Another aspect working in the marketing team's benefit was the BioShock fan community, specifically the Cult of Rapture Web site. Bass emphasized the respect 2K's marketing team had for the community. Those fans are very sensitive to being marketed to, he stressed, so they created the "Something in the Sea" Web site, which told bits and pieces of a story about the fictional character Mark Meltzer, whose daughter was kidnapped and taken to Rapture.
They showed some of Meltzer's mail on the latter site, and the first person to send in a letter to his real-life address received back a letter from the character asking for help with deciphering some clues. That prompted an avalanche of mail, Bass said, comparing it to a scene from Miracle on 34th Street. The marketing efforts continued to ramp up, with 2K sending out mock telegraphs on Meltzer's behalf to people who had written in, or sending out splicer masks, wine from Rapture, a record single of music from the game, and other props.

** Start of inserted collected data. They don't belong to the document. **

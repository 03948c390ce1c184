//! Main TUI application state and logic

use crate::eval::Evaluator;
use crate::stack::BoundedStack;
use crate::ui::panes::{StackScrollState, StatusRenderData};
use crossterm::event::{self, Event, KeyCode, KeyEvent, KeyEventKind};
use ratatui::{
    backend::Backend,
    layout::{Constraint, Direction, Layout},
    Frame, Terminal,
};
use std::io;
use std::time::Duration;

/// Which pane is currently focused
#[derive(Debug, Clone, Copy, PartialEq, Eq)]
pub enum FocusedPane {
    Log,
    Stack,
}

impl FocusedPane {
    /// Move focus to the next pane
    pub fn next(self) -> Self {
        match self {
            FocusedPane::Log => FocusedPane::Stack,
            FocusedPane::Stack => FocusedPane::Log,
        }
    }
}

/// Which prompt is capturing keystrokes
#[derive(Debug, Clone, Copy, PartialEq, Eq)]
pub enum InputMode {
    Idle,
    Push,
    Evaluate,
}

impl InputMode {
    /// Prompt label shown in the status bar while capturing input
    fn label(self) -> &'static str {
        match self {
            InputMode::Idle => "",
            InputMode::Push => "Push value: ",
            InputMode::Evaluate => "Postfix expression: ",
        }
    }
}

/// Severity of an activity log entry
#[derive(Debug, Clone, Copy, PartialEq, Eq)]
pub enum LogKind {
    Info,
    Success,
    Warning,
    Error,
}

/// One line in the activity log
#[derive(Debug, Clone)]
pub struct LogEntry {
    pub kind: LogKind,
    pub text: String,
}

/// The main application state
pub struct App {
    /// The session stack driven by the push/pop/peek keys
    pub stack: BoundedStack,

    /// Evaluator for postfix expressions
    pub evaluator: Evaluator,

    /// Activity log entries, oldest first
    pub log: Vec<LogEntry>,

    /// Currently focused pane
    pub focused_pane: FocusedPane,

    /// Per-pane scroll state
    pub log_scroll: usize,
    pub stack_scroll: StackScrollState,

    /// Which prompt is capturing keystrokes (Idle = none)
    pub input_mode: InputMode,

    /// Text typed into the active prompt
    pub input_buffer: String,

    /// Status message to display
    pub status_message: String,

    /// Severity of the status message
    pub status_kind: LogKind,

    /// Whether the app should quit
    pub should_quit: bool,
}

impl App {
    /// Create a new app with a session stack of the given capacity
    pub fn new(capacity: usize) -> Self {
        App {
            stack: BoundedStack::new(capacity),
            evaluator: Evaluator::with_capacity(capacity),
            log: Vec::new(),
            focused_pane: FocusedPane::Stack,
            log_scroll: 0,
            stack_scroll: StackScrollState::new(),
            input_mode: InputMode::Idle,
            input_buffer: String::new(),
            status_message: String::from("Ready!"),
            status_kind: LogKind::Info,
            should_quit: false,
        }
    }

    /// Run the TUI application
    pub fn run<B: Backend>(&mut self, terminal: &mut Terminal<B>) -> io::Result<()> {
        loop {
            terminal.draw(|f| self.render(f))?;

            if self.should_quit {
                break;
            }

            if event::poll(Duration::from_millis(50))? {
                if let Event::Key(key) = event::read()? {
                    if key.kind == KeyEventKind::Press {
                        self.handle_key_event(key);
                    }
                }
            }
        }

        Ok(())
    }

    /// Render the UI
    fn render(&mut self, frame: &mut Frame) {
        let size = frame.area();

        // Layout: two panes side by side, status bar at the bottom
        let main_chunks = Layout::default()
            .direction(Direction::Vertical)
            .constraints([Constraint::Min(0), Constraint::Length(1)])
            .split(size);

        let pane_area = main_chunks[0];
        let status_area = main_chunks[1];

        let columns = Layout::default()
            .direction(Direction::Horizontal)
            .constraints([Constraint::Percentage(60), Constraint::Percentage(40)])
            .split(pane_area);

        super::panes::render_log_pane(
            frame,
            columns[0],
            &self.log,
            self.focused_pane == FocusedPane::Log,
            &mut self.log_scroll,
        );

        super::panes::render_stack_pane(
            frame,
            columns[1],
            &self.stack,
            self.focused_pane == FocusedPane::Stack,
            &mut self.stack_scroll,
        );

        let prompt = if self.input_mode == InputMode::Idle {
            None
        } else {
            Some((self.input_mode.label(), self.input_buffer.as_str()))
        };

        super::panes::render_status_bar(
            frame,
            status_area,
            StatusRenderData {
                message: &self.status_message,
                kind: self.status_kind,
                depth: self.stack.len(),
                capacity: self.stack.capacity(),
                prompt,
            },
        );
    }

    /// Handle keyboard events
    fn handle_key_event(&mut self, key: KeyEvent) {
        if self.input_mode != InputMode::Idle {
            self.handle_prompt_key(key);
            return;
        }

        match key.code {
            KeyCode::Char('q') | KeyCode::Char('Q') => {
                self.should_quit = true;
            }
            KeyCode::Char('p') | KeyCode::Char('P') => {
                self.input_mode = InputMode::Push;
                self.input_buffer.clear();
            }
            KeyCode::Char('e') | KeyCode::Char('E') => {
                self.input_mode = InputMode::Evaluate;
                self.input_buffer.clear();
            }
            KeyCode::Char('o') | KeyCode::Char('O') => {
                self.pop_top();
            }
            KeyCode::Char('t') | KeyCode::Char('T') => {
                self.peek_top();
            }
            KeyCode::Char('c') | KeyCode::Char('C') => {
                self.clear_stack();
            }
            KeyCode::Tab => {
                self.focused_pane = self.focused_pane.next();
            }
            KeyCode::Up => match self.focused_pane {
                FocusedPane::Log => {
                    if self.log_scroll > 0 {
                        self.log_scroll = self.log_scroll.saturating_sub(1);
                    }
                }
                FocusedPane::Stack => {
                    if self.stack_scroll.offset > 0 {
                        self.stack_scroll.offset = self.stack_scroll.offset.saturating_sub(1);
                    }
                }
            },
            KeyCode::Down => match self.focused_pane {
                FocusedPane::Log => {
                    self.log_scroll = self.log_scroll.saturating_add(1);
                }
                FocusedPane::Stack => {
                    self.stack_scroll.offset = self.stack_scroll.offset.saturating_add(1);
                }
            },
            _ => {}
        }
    }

    /// Handle a key press while a prompt is active
    fn handle_prompt_key(&mut self, key: KeyEvent) {
        match key.code {
            KeyCode::Enter => {
                self.submit_prompt();
            }
            KeyCode::Esc => {
                self.input_mode = InputMode::Idle;
                self.input_buffer.clear();
                self.status_message = "Cancelled".to_string();
                self.status_kind = LogKind::Info;
            }
            KeyCode::Backspace => {
                self.input_buffer.pop();
            }
            KeyCode::Char(c) => {
                self.input_buffer.push(c);
            }
            _ => {}
        }
    }

    /// Commit the active prompt and perform its operation
    fn submit_prompt(&mut self) {
        let mode = self.input_mode;
        self.input_mode = InputMode::Idle;
        let input = std::mem::take(&mut self.input_buffer);

        match mode {
            InputMode::Idle => {}
            InputMode::Push => self.push_value(input.trim()),
            InputMode::Evaluate => self.evaluate_expression(&input),
        }
    }

    /// Parse the prompt input and push it onto the session stack
    fn push_value(&mut self, input: &str) {
        match input.parse::<i64>() {
            Ok(value) => match self.stack.push(value) {
                Ok(()) => {
                    self.push_log(LogKind::Success, format!("Pushed {}", value));
                }
                Err(e) => {
                    self.push_log(LogKind::Error, e.to_string());
                }
            },
            Err(_) => {
                self.push_log(LogKind::Error, format!("Not an integer: '{}'", input));
            }
        }
    }

    /// Evaluate a postfix expression and report the outcome
    fn evaluate_expression(&mut self, expr: &str) {
        match self.evaluator.evaluate(expr) {
            Ok(evaluation) => {
                self.push_log(
                    LogKind::Success,
                    format!("{} = {}", expr.trim(), evaluation.value),
                );
                if evaluation.has_leftover() {
                    let extras: Vec<String> =
                        evaluation.leftover.iter().map(|v| v.to_string()).collect();
                    self.push_log(
                        LogKind::Warning,
                        format!("Ignored extra operands: {}", extras.join(" ")),
                    );
                }
            }
            Err(e) => {
                self.push_log(LogKind::Error, e.to_string());
            }
        }
    }

    /// Pop the top of the session stack
    fn pop_top(&mut self) {
        match self.stack.pop() {
            Ok(value) => {
                self.push_log(LogKind::Success, format!("Popped {}", value));
            }
            Err(e) => {
                self.push_log(LogKind::Error, e.to_string());
            }
        }
    }

    /// Peek at the top of the session stack without removing it
    fn peek_top(&mut self) {
        match self.stack.peek() {
            Ok(value) => {
                self.push_log(LogKind::Info, format!("Top of stack: {}", value));
            }
            Err(e) => {
                self.push_log(LogKind::Error, e.to_string());
            }
        }
    }

    /// Re-initialize the session stack
    fn clear_stack(&mut self) {
        let depth = self.stack.len();
        self.stack.clear();
        self.push_log(LogKind::Info, format!("Cleared {} value(s)", depth));
    }

    /// Append an entry to the activity log and mirror it in the status bar
    fn push_log(&mut self, kind: LogKind, text: String) {
        self.status_message = text.clone();
        self.status_kind = kind;
        self.log.push(LogEntry { kind, text });
        // Keep the log pinned to the newest entry
        self.log_scroll = usize::MAX;
    }
}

Appropriately enough, Something in the Sea wasn't all smooth sailing. Bass said they had to call some narrative audibles in their Mark Meltzer promotion when the game was delayed to February, as their original storytelling schedule had to be stretched months longer than expected. There was also the issue of trying to register a P.O. Box using a fake name, something the government frowns upon. Bass didn't explain how he got around that, but he did say it was a story better told over drinks some other time.
The Meltzer promotion ended with a virtual manhunt. Bass didn't mention the Halo 2 I Love Bees campaign by name, but the BioShock 2 campaign echoed it in some respects, with the community's collaborative online efforts helping to fill in parts of a larger story. That core community of rabid fans is one that needs to be catered to, Gorman said. They're starved for content, and a successful marketing campaign will provide them with as much as they need, even if that amount changes along the way.
"Marketing plans are dynamic nowadays," Gorman said. "With the advent of DLC, we can't just market games like we did in the old days."
Quote: "It's all bull**** to them. They hate marketing people. They hate all of us…We can't market to them, so this was our way of engaging that audience in a meaningful and sincere way." --Bass, on why the Meltzer campaign was needed in the first place.
Takeaway: The BioShock 2 promotional campaign went far beyond 30-second TV spots, and it went further--and longer--than the marketing team originally expected. Gorman and Bass had to roll with a few punches along the way, scrapping things that didn't work and refocusing on the things that did.